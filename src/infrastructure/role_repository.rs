use crate::domain::role::Role;
use crate::infrastructure::{RepoResult, RoleRepository};
use async_trait::async_trait;
use chrono::{DateTime, Utc};
use sqlx::PgPool;
use tracing::{error, instrument};

#[derive(Debug, Clone)]
pub struct PostgresRoleRepository {
    pub pool: PgPool,
}

impl PostgresRoleRepository {
    pub fn new(pool: PgPool) -> Self {
        Self { pool }
    }

    async fn permission_ids(&self, role_id: &str) -> RepoResult<Vec<String>> {
        sqlx::query_scalar::<_, String>(
            "SELECT permission_id FROM role_permissions WHERE role_id = $1 ORDER BY permission_id",
        )
        .bind(role_id)
        .fetch_all(&self.pool)
        .await
    }
}

#[derive(sqlx::FromRow)]
struct RoleRow {
    id: String,
    name: String,
    description: String,
    priority: i32,
    is_active: bool,
    created_at: DateTime<Utc>,
}

impl RoleRow {
    fn into_role(self, permissions: Vec<String>) -> Role {
        Role {
            id: self.id,
            name: self.name,
            description: self.description,
            priority: self.priority,
            is_active: self.is_active,
            permissions,
            created_at: self.created_at,
        }
    }
}

#[async_trait]
impl RoleRepository for PostgresRoleRepository {
    #[instrument(skip(self))]
    async fn create_role(&self, name: &str, description: &str, priority: i32) -> RepoResult<Role> {
        let id = uuid::Uuid::new_v4().to_string();
        let rec = sqlx::query_as::<_, RoleRow>(
            "INSERT INTO roles (id, name, description, priority, is_active, created_at) \
             VALUES ($1, $2, $3, $4, TRUE, NOW()) \
             RETURNING id, name, description, priority, is_active, created_at",
        )
        .bind(&id)
        .bind(name)
        .bind(description)
        .bind(priority)
        .fetch_one(&self.pool)
        .await;
        match rec {
            Ok(row) => Ok(row.into_role(vec![])),
            Err(e) => {
                error!(error = %e, "Failed to create role");
                Err(e)
            }
        }
    }

    #[instrument(skip(self))]
    async fn get_role(&self, role_id: &str) -> RepoResult<Option<Role>> {
        let row = sqlx::query_as::<_, RoleRow>(
            "SELECT id, name, description, priority, is_active, created_at FROM roles WHERE id = $1",
        )
        .bind(role_id)
        .fetch_optional(&self.pool)
        .await
        .map_err(|e| {
            error!(error = %e, "Failed to get role");
            e
        })?;
        match row {
            Some(row) => {
                let permissions = self.permission_ids(&row.id).await?;
                Ok(Some(row.into_role(permissions)))
            }
            None => Ok(None),
        }
    }

    #[instrument(skip(self))]
    async fn find_by_name(&self, name: &str) -> RepoResult<Option<Role>> {
        let row = sqlx::query_as::<_, RoleRow>(
            "SELECT id, name, description, priority, is_active, created_at FROM roles WHERE name = $1",
        )
        .bind(name)
        .fetch_optional(&self.pool)
        .await
        .map_err(|e| {
            error!(error = %e, "Failed to find role by name");
            e
        })?;
        match row {
            Some(row) => {
                let permissions = self.permission_ids(&row.id).await?;
                Ok(Some(row.into_role(permissions)))
            }
            None => Ok(None),
        }
    }

    #[instrument(skip(self))]
    async fn list_roles(&self) -> RepoResult<Vec<Role>> {
        let rows = sqlx::query_as::<_, RoleRow>(
            "SELECT id, name, description, priority, is_active, created_at \
             FROM roles ORDER BY priority DESC, name ASC",
        )
        .fetch_all(&self.pool)
        .await
        .map_err(|e| {
            error!(error = %e, "Failed to list roles");
            e
        })?;

        let memberships = sqlx::query_as::<_, (String, String)>(
            "SELECT role_id, permission_id FROM role_permissions ORDER BY permission_id",
        )
        .fetch_all(&self.pool)
        .await
        .map_err(|e| {
            error!(error = %e, "Failed to list role permissions");
            e
        })?;

        let mut by_role: std::collections::HashMap<String, Vec<String>> =
            std::collections::HashMap::new();
        for (role_id, permission_id) in memberships {
            by_role.entry(role_id).or_default().push(permission_id);
        }

        Ok(rows
            .into_iter()
            .map(|row| {
                let permissions = by_role.remove(&row.id).unwrap_or_default();
                row.into_role(permissions)
            })
            .collect())
    }

    #[instrument(skip(self))]
    async fn set_active(&self, role_id: &str, active: bool) -> RepoResult<bool> {
        let result = sqlx::query("UPDATE roles SET is_active = $2 WHERE id = $1")
            .bind(role_id)
            .bind(active)
            .execute(&self.pool)
            .await
            .map_err(|e| {
                error!(error = %e, "Failed to update role active flag");
                e
            })?;
        Ok(result.rows_affected() > 0)
    }

    #[instrument(skip(self))]
    async fn assign_permission(&self, role_id: &str, permission_id: &str) -> RepoResult<()> {
        sqlx::query(
            "INSERT INTO role_permissions (role_id, permission_id) VALUES ($1, $2) ON CONFLICT DO NOTHING",
        )
        .bind(role_id)
        .bind(permission_id)
        .execute(&self.pool)
        .await
        .map_err(|e| {
            error!(error = %e, "Failed to assign permission to role");
            e
        })?;
        Ok(())
    }

    #[instrument(skip(self))]
    async fn remove_permission(&self, role_id: &str, permission_id: &str) -> RepoResult<()> {
        sqlx::query("DELETE FROM role_permissions WHERE role_id = $1 AND permission_id = $2")
            .bind(role_id)
            .bind(permission_id)
            .execute(&self.pool)
            .await
            .map_err(|e| {
                error!(error = %e, "Failed to remove permission from role");
                e
            })?;
        Ok(())
    }
}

◆ ◆ ◆ ◆

YOUR GOAL:
Give the number of lines in the records above that contain the word "ORDER", and nothing more.

WRITTEN SOLUTION:
3